Ver qué se necesita aparentar para ser apreciado. 

¿Cuál es la necesidad que existe cuando todo lo basamos en las apariencias? 

Nuestra sociedad cultiva las apariencias, porque es falsa e hipócrita. 

Y todo tiene un significado y una lectura de clase según su apariencia.

 

Puede decirse que eso es cultura, producto de la cultura, y con eso justificarlo, darle una explicación y un sentido. 

 

Yo opino que todo eso sobra. 

 

No se piense que todo lo que sea llamado cultura es bueno. 

Hay personas a las que se le llena la boca con la palabra cultura, como si eso fuera algo grandioso, que no puede tener objeciones. 

La cultura, por el contrario, transmite aspectos buenos y malos, hay que saber distinguirlos, y hay que desterrar los que nos parecen malos. 

Las apariencias y los adornos me parecen malos, por ello, los rechazo. 

Porque ensalzan las apariencias, e intentan ocultar la autenticidad. 

Por otro lado, la vestimenta ostentosa, ensalza la riqueza y el poder. 

Esas vestimentas estentóreas solo las puede llevar quienes son ricos y/o poderosos. 

Los pobres no. 

Los pobres solo pueden imitar malamente a los ricos. 

Por eso se hacen prendas de imitación de los ricos. 

Los pobres al imitar a los ricos se creen que son como ellos, perdiendo un poco la conciencia de clase y la lucha de sus derechos. 

 

Otra cosa más, la mujer, el papel del género femenino. 


Este papel de ostentar por sus adornos y apariencias recae fundamentalmente en la mujer, ¿por qué? 

Se argumentará también que es por la cultura que lo ha ido transmitiendo así. 

Yo digo, que es porque la cultura patriarcal ha hecho de la mujer un objeto de adorno, y de reclamo sexual. 

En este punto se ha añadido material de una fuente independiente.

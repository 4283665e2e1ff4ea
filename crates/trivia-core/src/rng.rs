//! Random number generator abstraction for determinism.
//!
//! Answer shuffles and stored-question picks go through this trait. In
//! production it wraps a real RNG; tests inject a seeded or scripted one.

use rand::rngs::StdRng;
use rand::{Rng, SeedableRng};

/// Abstraction over random number generation.
pub trait DeterministicRng: Send + Sync {
    /// Generate a random `u32` in the range `[min, max]` inclusive.
    fn next_u32_range(&mut self, min: u32, max: u32) -> u32;

    /// Pick an index in `[0, len)`. `len` must be non-zero.
    fn pick_index(&mut self, len: usize) -> usize {
        let max = u32::try_from(len.saturating_sub(1)).unwrap_or(u32::MAX);
        self.next_u32_range(0, max) as usize
    }
}

/// Production RNG seeded from the operating system.
#[derive(Debug)]
pub struct SystemRng(StdRng);

impl SystemRng {
    /// Creates an RNG seeded from OS entropy.
    #[must_use]
    pub fn new() -> Self {
        Self(StdRng::from_os_rng())
    }

    /// Creates an RNG with a fixed seed, for reproducible runs.
    #[must_use]
    pub fn seeded(seed: u64) -> Self {
        Self(StdRng::seed_from_u64(seed))
    }
}

impl Default for SystemRng {
    fn default() -> Self {
        Self::new()
    }
}

impl DeterministicRng for SystemRng {
    fn next_u32_range(&mut self, min: u32, max: u32) -> u32 {
        self.0.random_range(min..=max)
    }
}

Y ha puesto la valoración de la mujer en este papel de adorno, escondiendo realmente sus derechos y valías. 

En estos adornos y apariencias entran los maquillajes, las depilaciones, las pinturas, los vestidos recalcando las apariencias sexuales: pechos, nalgas, genitales.  

Todo un cuadro que nos transmite la cultura patriarcal, voceando que eso es libertad.

 

Otro tema: el espectáculo y los medios de comunicación. 

El espectáculo es una característica del capitalismo. 

Hacer de todo, un espectáculo, para que las masas no piensen en otras cosas como sus necesidades esenciales y prioritarias. 

El espectáculo produce una obnubilación, por esa razón lo utilizan tanto los poderes establecidos: grandes monumentos, grandes luces en navidad, para que las gentes queden hipnotizadas. 

Desde los romanos ya se decía que al populacho había que darle circo, para que descarguen su agresividad y sus pulsiones primarias, y no piensen. 

Por otro lado, el espectáculo es en sí mismo ostentación de poder. 

Y los medios de comunicación son los primeros transmisores del espectáculo. 

Y con los espectáculos, se imitan las cosas que se exhiben, comportamientos, actitudes, pensares, falsedades.